(Collected data)

○ ○ ○ ○

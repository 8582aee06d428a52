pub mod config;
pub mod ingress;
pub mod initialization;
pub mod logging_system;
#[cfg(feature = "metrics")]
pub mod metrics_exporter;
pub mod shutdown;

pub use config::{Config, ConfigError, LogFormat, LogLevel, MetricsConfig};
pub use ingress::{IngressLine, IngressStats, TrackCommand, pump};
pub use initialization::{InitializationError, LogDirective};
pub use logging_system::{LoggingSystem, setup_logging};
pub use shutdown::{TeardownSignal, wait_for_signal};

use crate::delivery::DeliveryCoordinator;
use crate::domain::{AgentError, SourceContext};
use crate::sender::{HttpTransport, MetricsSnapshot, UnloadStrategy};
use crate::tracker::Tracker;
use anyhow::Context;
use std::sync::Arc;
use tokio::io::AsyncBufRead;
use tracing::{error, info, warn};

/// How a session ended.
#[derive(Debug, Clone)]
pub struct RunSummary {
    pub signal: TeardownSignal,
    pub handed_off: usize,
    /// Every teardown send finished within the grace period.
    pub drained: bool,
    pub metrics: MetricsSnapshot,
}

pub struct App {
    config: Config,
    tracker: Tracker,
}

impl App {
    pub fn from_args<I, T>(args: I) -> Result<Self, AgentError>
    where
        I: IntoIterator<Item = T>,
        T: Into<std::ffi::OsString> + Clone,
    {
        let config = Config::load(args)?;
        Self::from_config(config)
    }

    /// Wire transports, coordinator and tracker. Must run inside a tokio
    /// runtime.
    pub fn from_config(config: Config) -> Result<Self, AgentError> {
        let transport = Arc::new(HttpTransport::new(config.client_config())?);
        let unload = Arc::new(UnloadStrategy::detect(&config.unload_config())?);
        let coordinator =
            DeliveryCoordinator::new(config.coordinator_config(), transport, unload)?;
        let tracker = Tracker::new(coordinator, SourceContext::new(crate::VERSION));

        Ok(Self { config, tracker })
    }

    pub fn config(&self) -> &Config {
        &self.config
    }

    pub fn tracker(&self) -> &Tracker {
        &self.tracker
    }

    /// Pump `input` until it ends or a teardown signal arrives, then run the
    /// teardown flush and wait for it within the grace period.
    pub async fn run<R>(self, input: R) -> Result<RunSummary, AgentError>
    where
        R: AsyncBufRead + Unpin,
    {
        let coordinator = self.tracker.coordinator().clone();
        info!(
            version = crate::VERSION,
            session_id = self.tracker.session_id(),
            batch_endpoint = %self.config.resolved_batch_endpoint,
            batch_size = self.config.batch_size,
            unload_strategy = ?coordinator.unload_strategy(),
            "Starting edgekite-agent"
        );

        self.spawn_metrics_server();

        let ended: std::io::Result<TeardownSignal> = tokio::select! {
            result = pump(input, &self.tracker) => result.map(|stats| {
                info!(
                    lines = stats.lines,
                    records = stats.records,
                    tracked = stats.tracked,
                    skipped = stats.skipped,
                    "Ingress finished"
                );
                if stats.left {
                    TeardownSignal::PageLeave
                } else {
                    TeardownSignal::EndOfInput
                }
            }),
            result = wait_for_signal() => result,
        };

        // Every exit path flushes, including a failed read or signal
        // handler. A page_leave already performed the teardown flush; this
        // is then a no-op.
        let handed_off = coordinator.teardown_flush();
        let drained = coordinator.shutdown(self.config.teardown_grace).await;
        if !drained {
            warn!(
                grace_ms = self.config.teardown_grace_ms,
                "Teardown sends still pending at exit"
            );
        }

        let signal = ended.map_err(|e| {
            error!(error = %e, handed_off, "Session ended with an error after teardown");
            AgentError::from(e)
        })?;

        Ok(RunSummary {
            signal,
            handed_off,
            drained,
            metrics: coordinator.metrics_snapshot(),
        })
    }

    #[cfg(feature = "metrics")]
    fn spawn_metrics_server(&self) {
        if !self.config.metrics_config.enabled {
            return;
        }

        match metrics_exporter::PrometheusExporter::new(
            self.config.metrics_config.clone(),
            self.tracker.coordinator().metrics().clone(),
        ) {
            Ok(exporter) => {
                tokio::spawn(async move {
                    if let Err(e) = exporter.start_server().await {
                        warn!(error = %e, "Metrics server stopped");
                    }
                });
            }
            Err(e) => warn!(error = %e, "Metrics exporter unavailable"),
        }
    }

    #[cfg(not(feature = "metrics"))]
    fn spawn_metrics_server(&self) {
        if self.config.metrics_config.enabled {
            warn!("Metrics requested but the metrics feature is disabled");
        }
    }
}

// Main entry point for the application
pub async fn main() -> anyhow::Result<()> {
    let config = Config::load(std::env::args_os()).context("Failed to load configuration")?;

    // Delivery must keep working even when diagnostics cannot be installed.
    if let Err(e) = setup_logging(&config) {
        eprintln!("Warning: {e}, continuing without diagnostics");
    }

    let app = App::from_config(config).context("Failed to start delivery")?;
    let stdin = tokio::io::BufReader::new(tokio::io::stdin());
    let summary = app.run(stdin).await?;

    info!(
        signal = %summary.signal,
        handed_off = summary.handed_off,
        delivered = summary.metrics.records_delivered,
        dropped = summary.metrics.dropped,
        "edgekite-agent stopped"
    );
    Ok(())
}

○ ○ ○ ○

▶ **Work task**
Copy the entries word for word. Start at the first line and end with the line containing "it within the grace period.".

▶ **Solution to this exercise**
repository 8582aee06d428a52
pub mod config;
pub mod ingress;
pub mod initialization;
pub mod logging_system;
#[cfg(feature = "metrics")]
pub mod metrics_exporter;
pub mod shutdown;

pub use config::{Config, ConfigError, LogFormat, LogLevel, MetricsConfig};
pub use ingress::{IngressLine, IngressStats, TrackCommand, pump};
pub use initialization::{InitializationError, LogDirective};
pub use logging_system::{LoggingSystem, setup_logging};
pub use shutdown::{TeardownSignal, wait_for_signal};

use crate::delivery::DeliveryCoordinator;
use crate::domain::{AgentError, SourceContext};
use crate::sender::{HttpTransport, MetricsSnapshot, UnloadStrategy};
use crate::tracker::Tracker;
use anyhow::Context;
use std::sync::Arc;
use tokio::io::AsyncBufRead;
use tracing::{error, info, warn};

/// How a session ended.
#[derive(Debug, Clone)]
pub struct RunSummary {
    pub signal: TeardownSignal,
    pub handed_off: usize,
    /// Every teardown send finished within the grace period.
    pub drained: bool,
    pub metrics: MetricsSnapshot,
}

pub struct App {
    config: Config,
    tracker: Tracker,
}

impl App {
    pub fn from_args<I, T>(args: I) -> Result<Self, AgentError>
    where
        I: IntoIterator<Item = T>,
        T: Into<std::ffi::OsString> + Clone,
    {
        let config = Config::load(args)?;
        Self::from_config(config)
    }

    /// Wire transports, coordinator and tracker. Must run inside a tokio
    /// runtime.
    pub fn from_config(config: Config) -> Result<Self, AgentError> {
        let transport = Arc::new(HttpTransport::new(config.client_config())?);
        let unload = Arc::new(UnloadStrategy::detect(&config.unload_config())?);
        let coordinator =
            DeliveryCoordinator::new(config.coordinator_config(), transport, unload)?;
        let tracker = Tracker::new(coordinator, SourceContext::new(crate::VERSION));

        Ok(Self { config, tracker })
    }

    pub fn config(&self) -> &Config {
        &self.config
    }

    pub fn tracker(&self) -> &Tracker {
        &self.tracker
    }

    /// Pump `input` until it ends or a teardown signal arrives, then run the
    /// teardown flush and wait for it within the grace period.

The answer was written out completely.